Data excerpts:
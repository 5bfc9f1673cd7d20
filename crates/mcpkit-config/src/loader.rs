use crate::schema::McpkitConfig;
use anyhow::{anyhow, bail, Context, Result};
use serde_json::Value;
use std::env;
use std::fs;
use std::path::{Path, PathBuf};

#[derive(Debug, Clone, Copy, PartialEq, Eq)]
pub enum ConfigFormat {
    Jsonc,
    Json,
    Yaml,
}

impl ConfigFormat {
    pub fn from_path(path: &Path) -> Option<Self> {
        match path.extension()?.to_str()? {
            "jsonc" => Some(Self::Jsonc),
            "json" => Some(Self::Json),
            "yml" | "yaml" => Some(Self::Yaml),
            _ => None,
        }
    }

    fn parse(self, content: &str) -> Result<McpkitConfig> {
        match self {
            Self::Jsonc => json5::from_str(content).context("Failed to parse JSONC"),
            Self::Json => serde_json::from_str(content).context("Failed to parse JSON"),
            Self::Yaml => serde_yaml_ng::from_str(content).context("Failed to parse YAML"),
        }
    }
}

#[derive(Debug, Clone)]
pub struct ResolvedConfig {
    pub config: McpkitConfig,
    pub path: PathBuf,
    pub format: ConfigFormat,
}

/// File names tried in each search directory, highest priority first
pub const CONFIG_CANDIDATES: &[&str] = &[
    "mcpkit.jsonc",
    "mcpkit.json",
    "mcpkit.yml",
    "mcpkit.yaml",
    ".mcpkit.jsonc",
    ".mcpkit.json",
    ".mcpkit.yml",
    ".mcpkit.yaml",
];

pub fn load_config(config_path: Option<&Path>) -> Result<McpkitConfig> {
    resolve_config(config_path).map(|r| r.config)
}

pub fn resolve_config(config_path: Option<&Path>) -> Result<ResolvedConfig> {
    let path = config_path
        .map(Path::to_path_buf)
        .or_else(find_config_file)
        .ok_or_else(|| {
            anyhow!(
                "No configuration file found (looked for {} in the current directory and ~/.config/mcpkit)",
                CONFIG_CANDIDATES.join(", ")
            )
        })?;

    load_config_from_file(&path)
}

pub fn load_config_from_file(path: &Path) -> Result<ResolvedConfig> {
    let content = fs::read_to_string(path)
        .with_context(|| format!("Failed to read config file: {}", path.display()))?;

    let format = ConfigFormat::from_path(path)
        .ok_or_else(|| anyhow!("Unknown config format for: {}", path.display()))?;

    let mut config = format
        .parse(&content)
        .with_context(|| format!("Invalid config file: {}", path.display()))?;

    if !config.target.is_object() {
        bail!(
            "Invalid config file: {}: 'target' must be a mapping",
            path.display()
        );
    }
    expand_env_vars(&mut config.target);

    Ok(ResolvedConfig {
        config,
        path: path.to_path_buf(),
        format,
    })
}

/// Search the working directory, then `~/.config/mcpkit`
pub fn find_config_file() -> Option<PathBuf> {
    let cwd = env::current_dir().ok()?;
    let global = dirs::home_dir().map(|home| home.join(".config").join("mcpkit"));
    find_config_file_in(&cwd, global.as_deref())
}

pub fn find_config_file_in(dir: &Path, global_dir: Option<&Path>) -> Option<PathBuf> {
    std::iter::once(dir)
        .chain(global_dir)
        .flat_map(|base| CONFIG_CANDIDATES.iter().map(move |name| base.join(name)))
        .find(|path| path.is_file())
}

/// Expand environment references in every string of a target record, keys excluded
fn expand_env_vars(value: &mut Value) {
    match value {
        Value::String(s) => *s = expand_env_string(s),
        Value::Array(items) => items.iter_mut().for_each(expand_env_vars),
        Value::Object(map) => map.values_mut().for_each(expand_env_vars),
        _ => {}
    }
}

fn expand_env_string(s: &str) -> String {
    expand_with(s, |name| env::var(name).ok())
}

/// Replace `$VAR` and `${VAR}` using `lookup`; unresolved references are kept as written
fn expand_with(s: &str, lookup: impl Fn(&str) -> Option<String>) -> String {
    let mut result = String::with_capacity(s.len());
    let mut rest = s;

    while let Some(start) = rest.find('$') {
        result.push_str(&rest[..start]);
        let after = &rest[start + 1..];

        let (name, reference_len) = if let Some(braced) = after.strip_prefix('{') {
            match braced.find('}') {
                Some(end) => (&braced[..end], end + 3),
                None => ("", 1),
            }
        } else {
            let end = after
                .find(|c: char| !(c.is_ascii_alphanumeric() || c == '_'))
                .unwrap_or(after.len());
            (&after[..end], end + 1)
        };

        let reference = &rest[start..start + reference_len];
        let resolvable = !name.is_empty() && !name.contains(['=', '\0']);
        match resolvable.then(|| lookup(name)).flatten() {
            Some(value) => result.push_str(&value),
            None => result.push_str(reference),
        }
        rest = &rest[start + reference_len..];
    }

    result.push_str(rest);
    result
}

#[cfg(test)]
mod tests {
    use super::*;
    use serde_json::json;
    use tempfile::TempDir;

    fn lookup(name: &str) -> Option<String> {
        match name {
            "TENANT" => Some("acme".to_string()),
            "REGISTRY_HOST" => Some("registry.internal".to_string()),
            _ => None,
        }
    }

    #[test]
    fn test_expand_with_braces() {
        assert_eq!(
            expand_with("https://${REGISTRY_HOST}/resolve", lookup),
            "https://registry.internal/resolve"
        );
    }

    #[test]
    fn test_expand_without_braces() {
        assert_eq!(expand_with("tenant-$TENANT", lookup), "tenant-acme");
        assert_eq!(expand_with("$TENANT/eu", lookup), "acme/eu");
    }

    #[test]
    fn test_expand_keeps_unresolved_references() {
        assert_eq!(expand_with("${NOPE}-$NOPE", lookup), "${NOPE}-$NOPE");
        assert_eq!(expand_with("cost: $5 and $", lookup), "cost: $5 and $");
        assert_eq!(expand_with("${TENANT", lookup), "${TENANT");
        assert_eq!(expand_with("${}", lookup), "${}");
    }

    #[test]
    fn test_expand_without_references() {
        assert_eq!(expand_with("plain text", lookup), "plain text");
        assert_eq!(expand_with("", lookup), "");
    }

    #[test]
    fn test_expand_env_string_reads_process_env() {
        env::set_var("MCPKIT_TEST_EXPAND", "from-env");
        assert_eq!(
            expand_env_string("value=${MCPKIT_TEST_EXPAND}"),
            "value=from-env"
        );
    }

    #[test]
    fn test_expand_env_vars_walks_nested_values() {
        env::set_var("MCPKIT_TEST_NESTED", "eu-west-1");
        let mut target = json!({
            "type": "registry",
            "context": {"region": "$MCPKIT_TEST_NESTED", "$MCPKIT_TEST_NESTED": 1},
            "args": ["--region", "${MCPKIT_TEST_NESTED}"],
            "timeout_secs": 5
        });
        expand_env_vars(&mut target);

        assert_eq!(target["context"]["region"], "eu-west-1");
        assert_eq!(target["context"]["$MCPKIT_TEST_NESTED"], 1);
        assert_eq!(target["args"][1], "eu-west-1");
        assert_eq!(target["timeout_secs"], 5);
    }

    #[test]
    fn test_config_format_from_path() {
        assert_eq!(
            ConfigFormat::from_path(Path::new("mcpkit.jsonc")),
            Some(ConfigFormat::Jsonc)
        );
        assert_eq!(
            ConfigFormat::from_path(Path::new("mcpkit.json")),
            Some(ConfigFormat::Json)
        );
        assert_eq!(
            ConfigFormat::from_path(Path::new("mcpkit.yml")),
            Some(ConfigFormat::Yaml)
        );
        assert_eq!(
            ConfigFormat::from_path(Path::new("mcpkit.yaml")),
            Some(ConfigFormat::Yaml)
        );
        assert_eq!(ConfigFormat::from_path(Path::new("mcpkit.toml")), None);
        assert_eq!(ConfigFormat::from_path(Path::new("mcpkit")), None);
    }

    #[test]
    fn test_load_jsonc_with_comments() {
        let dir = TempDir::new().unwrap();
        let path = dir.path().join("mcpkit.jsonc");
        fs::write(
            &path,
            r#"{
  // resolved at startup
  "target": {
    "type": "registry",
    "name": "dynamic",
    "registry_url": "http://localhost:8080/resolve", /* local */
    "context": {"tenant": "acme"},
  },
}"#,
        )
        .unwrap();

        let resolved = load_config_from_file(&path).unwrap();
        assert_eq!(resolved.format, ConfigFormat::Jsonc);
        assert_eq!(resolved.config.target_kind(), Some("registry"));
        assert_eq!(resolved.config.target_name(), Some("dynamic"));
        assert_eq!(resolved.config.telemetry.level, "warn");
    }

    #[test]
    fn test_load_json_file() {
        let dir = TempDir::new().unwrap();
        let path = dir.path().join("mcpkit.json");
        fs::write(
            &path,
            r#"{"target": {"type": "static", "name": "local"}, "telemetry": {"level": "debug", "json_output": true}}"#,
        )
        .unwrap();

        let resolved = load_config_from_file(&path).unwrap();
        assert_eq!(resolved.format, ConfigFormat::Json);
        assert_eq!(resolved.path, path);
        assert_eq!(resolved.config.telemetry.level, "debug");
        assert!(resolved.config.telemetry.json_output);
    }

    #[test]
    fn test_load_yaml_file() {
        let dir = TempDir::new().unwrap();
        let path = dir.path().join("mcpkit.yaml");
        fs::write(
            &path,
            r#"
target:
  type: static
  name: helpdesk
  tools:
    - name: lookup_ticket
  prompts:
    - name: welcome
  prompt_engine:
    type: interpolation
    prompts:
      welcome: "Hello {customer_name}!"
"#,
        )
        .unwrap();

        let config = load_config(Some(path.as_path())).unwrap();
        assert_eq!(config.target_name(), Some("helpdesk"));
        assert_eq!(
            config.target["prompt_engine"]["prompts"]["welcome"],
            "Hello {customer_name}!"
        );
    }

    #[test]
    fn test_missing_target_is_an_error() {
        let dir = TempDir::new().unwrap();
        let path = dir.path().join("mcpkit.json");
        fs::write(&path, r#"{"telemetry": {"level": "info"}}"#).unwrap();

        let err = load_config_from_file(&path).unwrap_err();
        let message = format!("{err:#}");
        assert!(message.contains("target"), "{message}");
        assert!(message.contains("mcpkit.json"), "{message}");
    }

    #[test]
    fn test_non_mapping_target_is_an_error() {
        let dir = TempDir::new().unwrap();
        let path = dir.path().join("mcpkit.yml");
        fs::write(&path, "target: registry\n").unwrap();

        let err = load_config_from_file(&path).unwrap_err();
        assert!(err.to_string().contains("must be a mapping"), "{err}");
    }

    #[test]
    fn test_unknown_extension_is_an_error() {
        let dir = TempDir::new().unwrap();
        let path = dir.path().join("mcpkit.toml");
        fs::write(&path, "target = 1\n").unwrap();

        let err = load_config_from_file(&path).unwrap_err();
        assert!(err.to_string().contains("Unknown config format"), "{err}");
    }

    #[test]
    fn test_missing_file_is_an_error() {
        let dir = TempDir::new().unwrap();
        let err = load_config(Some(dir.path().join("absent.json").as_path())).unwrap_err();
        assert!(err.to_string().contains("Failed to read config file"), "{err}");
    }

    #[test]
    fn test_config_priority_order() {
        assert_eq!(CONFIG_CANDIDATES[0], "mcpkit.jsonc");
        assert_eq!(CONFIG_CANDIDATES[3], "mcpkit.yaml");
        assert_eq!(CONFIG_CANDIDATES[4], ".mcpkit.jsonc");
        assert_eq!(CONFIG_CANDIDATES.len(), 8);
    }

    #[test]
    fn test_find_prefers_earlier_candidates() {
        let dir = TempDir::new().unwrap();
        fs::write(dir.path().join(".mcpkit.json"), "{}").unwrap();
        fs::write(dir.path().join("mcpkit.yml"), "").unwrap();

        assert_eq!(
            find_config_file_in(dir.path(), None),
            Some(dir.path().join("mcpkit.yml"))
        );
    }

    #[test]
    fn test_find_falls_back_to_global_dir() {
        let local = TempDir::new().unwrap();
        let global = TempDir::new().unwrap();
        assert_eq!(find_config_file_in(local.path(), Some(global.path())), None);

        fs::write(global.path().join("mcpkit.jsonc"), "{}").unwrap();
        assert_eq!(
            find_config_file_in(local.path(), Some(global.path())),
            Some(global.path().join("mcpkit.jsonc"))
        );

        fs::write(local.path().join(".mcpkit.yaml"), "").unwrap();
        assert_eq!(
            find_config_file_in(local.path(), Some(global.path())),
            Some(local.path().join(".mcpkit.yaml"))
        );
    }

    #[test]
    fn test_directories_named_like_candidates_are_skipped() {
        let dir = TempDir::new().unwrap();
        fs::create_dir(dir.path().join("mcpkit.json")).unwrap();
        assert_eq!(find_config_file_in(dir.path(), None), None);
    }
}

* THE PROBLEM
Looking at the records, how many of the lines contain the string "west"? Only the number should be given.

* ANSWER TO THIS EXERCISE
3